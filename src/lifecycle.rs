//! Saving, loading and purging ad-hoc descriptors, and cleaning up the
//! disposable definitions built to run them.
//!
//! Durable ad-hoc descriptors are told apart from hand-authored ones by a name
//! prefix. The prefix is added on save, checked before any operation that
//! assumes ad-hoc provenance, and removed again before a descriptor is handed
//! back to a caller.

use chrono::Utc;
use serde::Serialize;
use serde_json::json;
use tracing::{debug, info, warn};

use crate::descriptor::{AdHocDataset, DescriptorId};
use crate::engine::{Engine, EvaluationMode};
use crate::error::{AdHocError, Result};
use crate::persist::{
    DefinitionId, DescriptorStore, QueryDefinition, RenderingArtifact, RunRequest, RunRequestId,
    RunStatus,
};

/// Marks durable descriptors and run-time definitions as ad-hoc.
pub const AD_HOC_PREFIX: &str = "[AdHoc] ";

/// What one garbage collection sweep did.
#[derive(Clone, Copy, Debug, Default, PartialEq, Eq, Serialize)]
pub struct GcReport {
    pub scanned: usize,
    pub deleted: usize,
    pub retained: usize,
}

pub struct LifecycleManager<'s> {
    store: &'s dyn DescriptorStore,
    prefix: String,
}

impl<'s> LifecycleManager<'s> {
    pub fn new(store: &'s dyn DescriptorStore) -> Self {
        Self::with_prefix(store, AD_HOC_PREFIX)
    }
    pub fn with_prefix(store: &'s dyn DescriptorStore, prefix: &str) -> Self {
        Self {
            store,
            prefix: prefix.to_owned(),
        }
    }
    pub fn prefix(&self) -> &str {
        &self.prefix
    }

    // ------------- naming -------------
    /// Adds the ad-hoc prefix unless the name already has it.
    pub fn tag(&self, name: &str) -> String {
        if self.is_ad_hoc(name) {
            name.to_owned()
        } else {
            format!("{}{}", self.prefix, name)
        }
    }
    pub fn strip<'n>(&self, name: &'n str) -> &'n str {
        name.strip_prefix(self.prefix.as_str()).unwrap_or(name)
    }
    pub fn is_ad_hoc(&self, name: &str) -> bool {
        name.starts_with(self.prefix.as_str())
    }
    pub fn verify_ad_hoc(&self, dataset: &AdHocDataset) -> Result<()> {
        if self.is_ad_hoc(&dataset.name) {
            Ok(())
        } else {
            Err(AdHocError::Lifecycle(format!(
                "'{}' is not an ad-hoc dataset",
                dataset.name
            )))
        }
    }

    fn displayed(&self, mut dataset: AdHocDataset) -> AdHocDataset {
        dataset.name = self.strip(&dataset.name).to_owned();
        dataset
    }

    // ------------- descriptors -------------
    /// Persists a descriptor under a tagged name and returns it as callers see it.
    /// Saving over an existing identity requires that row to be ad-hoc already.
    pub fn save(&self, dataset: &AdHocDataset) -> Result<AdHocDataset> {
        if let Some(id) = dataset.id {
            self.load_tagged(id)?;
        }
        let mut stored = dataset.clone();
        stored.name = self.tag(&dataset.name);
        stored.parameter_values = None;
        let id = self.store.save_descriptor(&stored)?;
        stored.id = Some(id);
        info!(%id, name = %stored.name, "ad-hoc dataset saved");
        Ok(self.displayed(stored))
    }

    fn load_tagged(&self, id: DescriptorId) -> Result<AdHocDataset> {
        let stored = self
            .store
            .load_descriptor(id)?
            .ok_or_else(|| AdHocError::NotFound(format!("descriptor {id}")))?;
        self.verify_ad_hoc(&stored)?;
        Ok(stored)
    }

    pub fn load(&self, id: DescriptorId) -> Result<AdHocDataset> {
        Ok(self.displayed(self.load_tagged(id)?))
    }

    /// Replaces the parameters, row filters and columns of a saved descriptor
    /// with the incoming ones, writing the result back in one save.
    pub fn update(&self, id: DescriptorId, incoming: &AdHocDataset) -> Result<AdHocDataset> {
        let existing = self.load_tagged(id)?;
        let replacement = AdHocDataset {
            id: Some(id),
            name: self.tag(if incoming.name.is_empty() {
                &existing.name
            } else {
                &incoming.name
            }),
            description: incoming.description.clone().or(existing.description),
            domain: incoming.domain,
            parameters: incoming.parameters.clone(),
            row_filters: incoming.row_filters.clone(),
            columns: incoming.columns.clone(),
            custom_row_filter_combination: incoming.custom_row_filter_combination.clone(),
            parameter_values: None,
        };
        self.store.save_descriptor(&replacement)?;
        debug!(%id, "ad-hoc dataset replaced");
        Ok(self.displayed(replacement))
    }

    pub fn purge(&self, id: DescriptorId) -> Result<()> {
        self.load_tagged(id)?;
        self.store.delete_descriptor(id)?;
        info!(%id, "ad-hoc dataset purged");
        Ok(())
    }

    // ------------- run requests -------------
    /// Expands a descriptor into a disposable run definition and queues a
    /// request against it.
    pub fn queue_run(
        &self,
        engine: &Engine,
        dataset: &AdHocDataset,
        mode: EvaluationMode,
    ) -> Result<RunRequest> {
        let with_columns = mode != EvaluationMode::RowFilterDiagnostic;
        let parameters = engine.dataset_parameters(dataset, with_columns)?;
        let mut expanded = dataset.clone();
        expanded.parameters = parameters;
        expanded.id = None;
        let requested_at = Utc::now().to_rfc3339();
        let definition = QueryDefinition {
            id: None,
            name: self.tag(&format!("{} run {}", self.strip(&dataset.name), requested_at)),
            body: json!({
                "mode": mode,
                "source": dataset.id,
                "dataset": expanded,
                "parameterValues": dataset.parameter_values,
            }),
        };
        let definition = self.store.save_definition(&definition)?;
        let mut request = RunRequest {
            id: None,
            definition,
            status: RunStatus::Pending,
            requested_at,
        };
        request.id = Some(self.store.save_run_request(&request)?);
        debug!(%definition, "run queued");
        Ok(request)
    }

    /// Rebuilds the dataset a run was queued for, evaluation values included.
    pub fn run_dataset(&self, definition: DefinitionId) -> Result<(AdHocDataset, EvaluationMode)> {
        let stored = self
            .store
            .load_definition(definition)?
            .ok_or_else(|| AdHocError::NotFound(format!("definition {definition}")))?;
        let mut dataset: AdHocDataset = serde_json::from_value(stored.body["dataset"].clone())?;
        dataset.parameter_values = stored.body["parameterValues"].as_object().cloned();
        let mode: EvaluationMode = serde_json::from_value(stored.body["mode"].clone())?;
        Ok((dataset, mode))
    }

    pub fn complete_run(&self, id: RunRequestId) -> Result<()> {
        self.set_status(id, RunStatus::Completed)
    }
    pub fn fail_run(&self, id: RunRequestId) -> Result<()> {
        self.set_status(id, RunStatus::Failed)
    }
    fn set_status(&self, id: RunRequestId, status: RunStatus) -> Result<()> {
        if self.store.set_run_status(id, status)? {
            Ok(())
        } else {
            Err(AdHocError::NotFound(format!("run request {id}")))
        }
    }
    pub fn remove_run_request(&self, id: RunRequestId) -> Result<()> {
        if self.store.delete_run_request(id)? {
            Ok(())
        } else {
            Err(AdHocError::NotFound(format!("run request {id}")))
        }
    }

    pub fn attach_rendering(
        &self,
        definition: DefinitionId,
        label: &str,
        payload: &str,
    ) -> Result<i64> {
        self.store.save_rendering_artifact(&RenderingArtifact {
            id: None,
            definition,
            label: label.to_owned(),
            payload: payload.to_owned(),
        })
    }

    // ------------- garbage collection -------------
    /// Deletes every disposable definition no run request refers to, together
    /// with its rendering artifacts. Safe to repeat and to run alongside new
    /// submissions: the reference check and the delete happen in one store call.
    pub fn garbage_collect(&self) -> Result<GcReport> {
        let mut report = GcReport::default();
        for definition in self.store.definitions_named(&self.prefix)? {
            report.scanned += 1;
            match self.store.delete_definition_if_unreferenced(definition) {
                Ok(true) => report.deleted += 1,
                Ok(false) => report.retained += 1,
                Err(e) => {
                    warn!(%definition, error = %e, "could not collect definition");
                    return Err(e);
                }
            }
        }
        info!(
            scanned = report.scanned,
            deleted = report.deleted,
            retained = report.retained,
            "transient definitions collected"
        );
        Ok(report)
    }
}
________________________________________
> Task to carry out
Every line that contains the string "Some" should be copied from the entries.

> Solution for this task
        if let Some(id) = dataset.id {
        stored.id = Some(id);
            id: Some(id),
        request.id = Some(self.store.save_run_request(&request)?);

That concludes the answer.